[Task input — start]
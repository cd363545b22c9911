use thiserror::Error;

#[derive(Error, Debug, Clone, PartialEq, Eq)]
pub enum ValidationError {
    #[error("Name is required")]
    EmptyName,

    #[error("Comment text is required")]
    EmptyText,

    #[error("Comment is too short: {length} characters, needs more than {min}")]
    TooShort { length: usize, min: usize },

    #[error("Comment is too long: {length} characters, needs fewer than {max}")]
    TooLong { length: usize, max: usize },
}

pub type ValidationResult<T> = Result<T, ValidationError>;
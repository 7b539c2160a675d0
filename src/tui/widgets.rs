//! TUI widget rendering: start menu, graph canvas, notes, command line, status bar.

use ratatui::Frame;
use ratatui::layout::{Constraint, Layout};
use ratatui::style::{Color, Modifier, Style};
use ratatui::text::{Line, Span};
use ratatui::widgets::{Block, Borders, Paragraph, Wrap};

use super::{MENU_ITEMS, Note};
use crate::layout::GlyphSet;
use crate::render::{self, Row};
use crate::session::Session;

fn reversed() -> Style {
    Style::default().add_modifier(Modifier::REVERSED)
}

fn bold() -> Style {
    Style::default().add_modifier(Modifier::BOLD)
}

/// Render a single note as a styled Line.
pub fn note_to_line(note: &Note) -> Line<'static> {
    match note {
        Note::System(text) => Line::from(vec![Span::styled(
            text.clone(),
            Style::default().fg(Color::DarkGray),
        )]),
        Note::Error {
            code,
            message,
            help,
        } => {
            let mut spans = vec![
                Span::styled(
                    format!("[error:{code}] "),
                    Style::default().fg(Color::Red).add_modifier(Modifier::BOLD),
                ),
                Span::raw(message.clone()),
            ];
            if let Some(h) = help {
                spans.push(Span::styled(
                    format!(" (help: {h})"),
                    Style::default().fg(Color::DarkGray),
                ));
            }
            Line::from(spans)
        }
    }
}

/// Render one canvas row with a cursor column in front.
///
/// Cells that name a true atom are drawn in reverse video; the text is the
/// same as the static printer's.
pub fn row_to_line(row: &Row, cursor_line: Option<usize>) -> Line<'static> {
    let cursor = if row.variable.is_some() && cursor_line == Some(row.line) {
        "> "
    } else {
        "  "
    };
    let mut spans = Vec::with_capacity(row.cells.len() + 1);
    spans.push(Span::raw(cursor));
    for cell in &row.cells {
        if cell.highlight {
            spans.push(Span::styled(cell.text.clone(), reversed()));
        } else {
            spans.push(Span::raw(cell.text.clone()));
        }
    }
    Line::from(spans)
}

/// Start menu.
pub fn render_menu(frame: &mut Frame, selected: usize) {
    let mut lines = vec![
        Line::from(Span::styled(
            "Select a mode: ENTER confirm, ↑/↓ move, q to quit",
            bold(),
        )),
        Line::default(),
    ];
    for (i, item) in MENU_ITEMS.iter().enumerate() {
        if i == selected {
            lines.push(Line::from(vec![
                Span::raw("> "),
                Span::styled(*item, reversed()),
            ]));
        } else {
            lines.push(Line::from(vec![Span::raw("  "), Span::raw(*item)]));
        }
    }
    frame.render_widget(Paragraph::new(lines), frame.area());
}

/// Graph screen.
pub fn render_graph(
    frame: &mut Frame,
    session: &Session,
    glyphs: &GlyphSet,
    cursor: usize,
    input: &str,
    notes: &[Note],
) {
    let [header_area, graph_area, notes_area, input_area, status_area] = Layout::vertical([
        Constraint::Length(1),
        Constraint::Fill(1),
        Constraint::Length(4),
        Constraint::Length(3),
        Constraint::Length(1),
    ])
    .areas(frame.area());

    // Header.
    let header = Paragraph::new(Line::from(vec![
        Span::styled(
            " regula ",
            Style::default()
                .fg(Color::Black)
                .bg(Color::Cyan)
                .add_modifier(Modifier::BOLD),
        ),
        Span::styled(" ↑/↓ move  •  x toggle  •  / command  •  q menu", bold()),
    ]));
    frame.render_widget(header, header_area);

    // Graph canvas.
    let cursor_line = (session.input_count() > 0).then_some(2 * cursor);
    let lines: Vec<Line> = render::rows(session.layout(), Some(session.facts()), glyphs)
        .iter()
        .map(|row| row_to_line(row, cursor_line))
        .collect();
    let graph = if lines.is_empty() {
        Paragraph::new("(no inputs: add one with /add-input NAME)")
            .style(Style::default().fg(Color::DarkGray))
    } else {
        Paragraph::new(lines)
    };
    frame.render_widget(graph, graph_area);

    // Notes, most recent last.
    let visible = usize::from(notes_area.height).max(1);
    let start = notes.len().saturating_sub(visible);
    let note_lines: Vec<Line> = notes[start..].iter().map(note_to_line).collect();
    frame.render_widget(
        Paragraph::new(note_lines).wrap(Wrap { trim: false }),
        notes_area,
    );

    // Command line.
    let input_widget = Paragraph::new(input)
        .block(Block::default().borders(Borders::ALL).title(" / "))
        .style(Style::default().fg(Color::White));
    frame.render_widget(input_widget, input_area);

    // Status bar.
    let report = session.report();
    let status = Paragraph::new(Line::from(vec![
        Span::styled(
            format!(" inputs: {} ", session.input_count()),
            Style::default().fg(Color::DarkGray),
        ),
        Span::raw("| "),
        Span::styled(
            format!("rules: {} ", session.kb().len()),
            Style::default().fg(Color::DarkGray),
        ),
        Span::raw("| "),
        Span::styled(
            format!("facts: {} ", session.facts().len()),
            Style::default().fg(Color::DarkGray),
        ),
        Span::raw("| "),
        Span::styled(
            format!("passes: {} ", report.passes),
            Style::default().fg(Color::DarkGray),
        ),
    ]));
    frame.render_widget(status, status_area);
}
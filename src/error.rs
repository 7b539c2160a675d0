//! Rich diagnostic error types for the regula rule engine.
//!
//! Each subsystem defines its own error type with miette `#[diagnostic]` derives,
//! providing error codes and help text so users know what was rejected and why.
//! Lookups that simply miss (removing an absent rule or input) are not errors:
//! they report `false` or an empty result instead.

use miette::Diagnostic;
use thiserror::Error;

/// Top-level error type for regula.
///
/// Each variant wraps a subsystem-specific error, preserving the full diagnostic
/// chain (error codes, help text) through to the user.
#[derive(Debug, Error, Diagnostic)]
pub enum RegulaError {
    #[error(transparent)]
    #[diagnostic(transparent)]
    Atom(#[from] AtomError),

    #[error(transparent)]
    #[diagnostic(transparent)]
    Rule(#[from] RuleError),

    #[error(transparent)]
    #[diagnostic(transparent)]
    Kb(#[from] KbError),

    #[error(transparent)]
    #[diagnostic(transparent)]
    Session(#[from] SessionError),

    #[error(transparent)]
    #[diagnostic(transparent)]
    Config(#[from] ConfigError),
}

// ---------------------------------------------------------------------------
// Atom errors
// ---------------------------------------------------------------------------

#[derive(Debug, Error, Diagnostic)]
pub enum AtomError {
    #[error("atom name is empty")]
    #[diagnostic(
        code(regula::atom::empty_name),
        help("Every proposition needs a non-empty name, e.g. `A` or `door_open`.")
    )]
    EmptyName,

    #[error("atom name \"{name}\" contains reserved character {found:?}")]
    #[diagnostic(
        code(regula::atom::reserved_char),
        help(
            "Names may not contain whitespace or any of `&`, `,`, `!`, `¬`, `#`, \
             and may not contain the arrow `->` or `=>`. \
             These characters belong to the rule text syntax."
        )
    )]
    ReservedChar { name: String, found: char },
}

// ---------------------------------------------------------------------------
// Rule errors
// ---------------------------------------------------------------------------

#[derive(Debug, Error, Diagnostic)]
pub enum RuleError {
    #[error("rule concluding \"{label}\" has no premises")]
    #[diagnostic(
        code(regula::rule::no_premises),
        help(
            "A rule with an empty premise list is treated as dead and would never fire. \
             Give it at least one premise."
        )
    )]
    NoPremises { label: String },

    #[error("rule concluding \"{label}\" uses its own conclusion as a premise")]
    #[diagnostic(
        code(regula::rule::self_reference),
        help("A rule cannot depend on the atom it derives; remove `{label}` from its premises.")
    )]
    SelfReference { label: String },

    #[error("line {line}: {message}")]
    #[diagnostic(
        code(regula::rule::parse),
        help("Rules are written as `A & !B & C -> R`, one per line. `#` starts a comment.")
    )]
    Parse { line: usize, message: String },

    #[error("line {line}: {source}")]
    #[diagnostic(code(regula::rule::parse_atom))]
    ParseAtom {
        line: usize,
        #[source]
        source: AtomError,
    },

    #[error("failed to read rule file: {path}")]
    #[diagnostic(
        code(regula::rule::read),
        help("Ensure the rule file exists and is readable.")
    )]
    Read {
        path: String,
        #[source]
        source: std::io::Error,
    },
}

// ---------------------------------------------------------------------------
// Knowledge base errors
// ---------------------------------------------------------------------------

#[derive(Debug, Error, Diagnostic)]
pub enum KbError {
    #[error("a rule concluding \"{label}\" already exists")]
    #[diagnostic(
        code(regula::kb::duplicate_conclusion),
        help(
            "Each conclusion label may be derived by exactly one rule. \
             Remove the existing rule first, or pick another label."
        )
    )]
    DuplicateConclusion { label: String },

    #[error("\"{label}\" is already used as a premise by rule \"{user}\"")]
    #[diagnostic(
        code(regula::kb::forward_reference),
        help(
            "Rules are laid out in declaration order, so a new rule cannot conclude an atom \
             that an earlier rule already consumes. Choose a fresh label."
        )
    )]
    ForwardReference { label: String, user: String },
}

// ---------------------------------------------------------------------------
// Session errors
// ---------------------------------------------------------------------------

#[derive(Debug, Error, Diagnostic)]
pub enum SessionError {
    #[error("\"{name}\" is not an input")]
    #[diagnostic(
        code(regula::session::unknown_input),
        help("Only declared inputs (atoms never concluded by a rule) can be toggled.")
    )]
    UnknownInput { name: String },

    #[error("\"{name}\" is derived by a rule and cannot be used as an input")]
    #[diagnostic(
        code(regula::session::derived_name),
        help("Remove the rule concluding `{name}` first, or pick another input name.")
    )]
    DerivedName { name: String },

    #[error("input \"{name}\" is already declared")]
    #[diagnostic(code(regula::session::duplicate_input))]
    DuplicateInput { name: String },
}

// ---------------------------------------------------------------------------
// Config errors
// ---------------------------------------------------------------------------

#[derive(Debug, Error, Diagnostic)]
pub enum ConfigError {
    #[error("failed to read config: {path}")]
    #[diagnostic(
        code(regula::config::read),
        help("Ensure the config file exists and is valid TOML.")
    )]
    Read {
        path: String,
        #[source]
        source: std::io::Error,
    },

    #[error("failed to parse config: {path}: {message}")]
    #[diagnostic(
        code(regula::config::parse),
        help("Check the TOML syntax and the allowed values (glyphs = \"unicode\" | \"ascii\").")
    )]
    Parse { path: String, message: String },

    #[error("failed to write config: {path}")]
    #[diagnostic(
        code(regula::config::write),
        help("Ensure you have write permissions to the target directory.")
    )]
    Write {
        path: String,
        #[source]
        source: std::io::Error,
    },
}

pub type RegulaResult<T> = std::result::Result<T, RegulaError>;
pub type AtomResult<T> = std::result::Result<T, AtomError>;
pub type RuleResult<T> = std::result::Result<T, RuleError>;
pub type KbResult<T> = std::result::Result<T, KbError>;
pub type SessionResult<T> = std::result::Result<T, SessionError>;
pub type ConfigResult<T> = std::result::Result<T, ConfigError>;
[Task input — finish]
What is expected: Filter the entries down to the lines that include the string "than".

Answer to this exercise:
    #[error("Comment is too short: {length} characters, needs more than {min}")]
    #[error("Comment is too long: {length} characters, needs fewer than {max}")]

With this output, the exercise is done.